__What the task requires__: The word "holds" occurs in some lines of the data. Return each such line.

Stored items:
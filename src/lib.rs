// Copyright (c) 2021 Marco Boneberger
// Licensed under the EUPL-1.2-or-later

//! # libjaco-rs
//! libjaco-rs turns lcmt_jaco_command messages for a [Kinova Jaco](https://www.kinovarobotics.com)
//! arm into a commanded state which can be consumed by a control loop.
//!
//! The library does not receive or decode messages itself. A decoded
//! [`JacoCommand`](`crate::JacoCommand`) is handed to the receiver together with the
//! optional measured position of the arm, and the receiver produces the commanded position
//! and velocity of every joint and finger.
//!
//! ## Design
//! The library is divided into these modules:
//! * [kinova_jaco](`crate::kinova_jaco`) - the receiver, its context, the message type and the
//! simulator which drives the receiver periodically.
//! * [exception](`crate::exception`) - error and Result definitions.
//! * [utils](`crate::utils`) - vector aliases and helpers.
//!
//! A [`JacoCommandReceiver`](`crate::JacoCommandReceiver`) itself holds no state. All inputs,
//! the latched initial position and cached values live in a
//! [`ReceiverContext`](`crate::ReceiverContext`).
//!
//! # Example:
//!```no_run
//! use jaco::{JacoCommandReceiver, JacoResult};
//! fn main() -> JacoResult<()> {
//!     let receiver = JacoCommandReceiver::new(None, None);
//!     let mut context = receiver.create_default_context();
//!     context.fix_position_measured_input(&[0.1; 10])?;
//!     receiver.latch_initial_position(&mut context)?;
//!     let state = receiver.calc_output(&context)?;
//!     println!("{:?}", state.to_vector());
//!     Ok(())
//! }
//! ```
//!
//! ```no_run
//! # use jaco::JacoCommandReceiver;
//! let receiver = JacoCommandReceiver::new(None, None);
//! ```
//! creates a receiver for the default arm with 7 joints and 3 fingers. Use `Some(..)` to set a
//! different number of joints or fingers.
//!
//! ```no_run
//! # use jaco::{JacoCommandReceiver, JacoResult};
//! # fn main() -> JacoResult<()> {
//! # let receiver = JacoCommandReceiver::new(None, None);
//! # let mut context = receiver.create_default_context();
//! context.fix_position_measured_input(&[0.1; 10])?;
//! receiver.latch_initial_position(&mut context)?;
//! # Ok(())
//! # }
//! ```
//! Until a message arrives the commanded position follows the measured position. Latching
//! freezes it, so the arm holds the position it had when latching. When the receiver is driven
//! by a [`Simulator`](`crate::Simulator`) the latching happens on the first tick and does not
//! have to be done by hand. Vectors of the wrong size are rejected with a
//! [`SizeMismatchError`](`crate::exception::JacoException::SizeMismatchError`).
//!
//! ```no_run
//! # use jaco::{JacoCommand, JacoCommandReceiver, JacoResult};
//! # fn main() -> JacoResult<()> {
//! # let receiver = JacoCommandReceiver::new(None, None);
//! # let mut context = receiver.create_default_context();
//! let mut message = JacoCommand::new_zeroed(7, 3);
//! message.utime = 1;
//! context.fix_message_input(message)?;
//! let state = receiver.calc_output(&context)?;
//! # Ok(())
//! # }
//! ```
//! Once a message with a non-zero `utime` arrives, position and velocity come from the
//! message. The finger velocities are converted from Kinova SDK units with
//! [`FINGER_SDK_TO_URDF`](`crate::FINGER_SDK_TO_URDF`).
pub mod exception;
pub mod kinova_jaco;
pub mod utils;

pub use exception::{JacoException, JacoResult};
pub use kinova_jaco::commanded_state::CommandedState;
pub use kinova_jaco::jaco_command::{GroomedCommand, JacoCommand};
pub use kinova_jaco::jaco_command_receiver::{
    JacoCommandReceiver, ReceiverConfig, MESSAGE_INPUT_PORT, POSITION_MEASURED_INPUT_PORT,
    STATE_OUTPUT_PORT,
};
pub use kinova_jaco::jaco_constants::*;
pub use kinova_jaco::receiver_context::ReceiverContext;
pub use kinova_jaco::simulator::Simulator;
pub use kinova_jaco::sources::{CommandSource, PositionMeasuredSource};
pub use utils::VectorN;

__Result of the exercise__:
//! A [`JacoCommandReceiver`](`crate::JacoCommandReceiver`) itself holds no state. All inputs,
//! freezes it, so the arm holds the position it had when latching. When the receiver is driven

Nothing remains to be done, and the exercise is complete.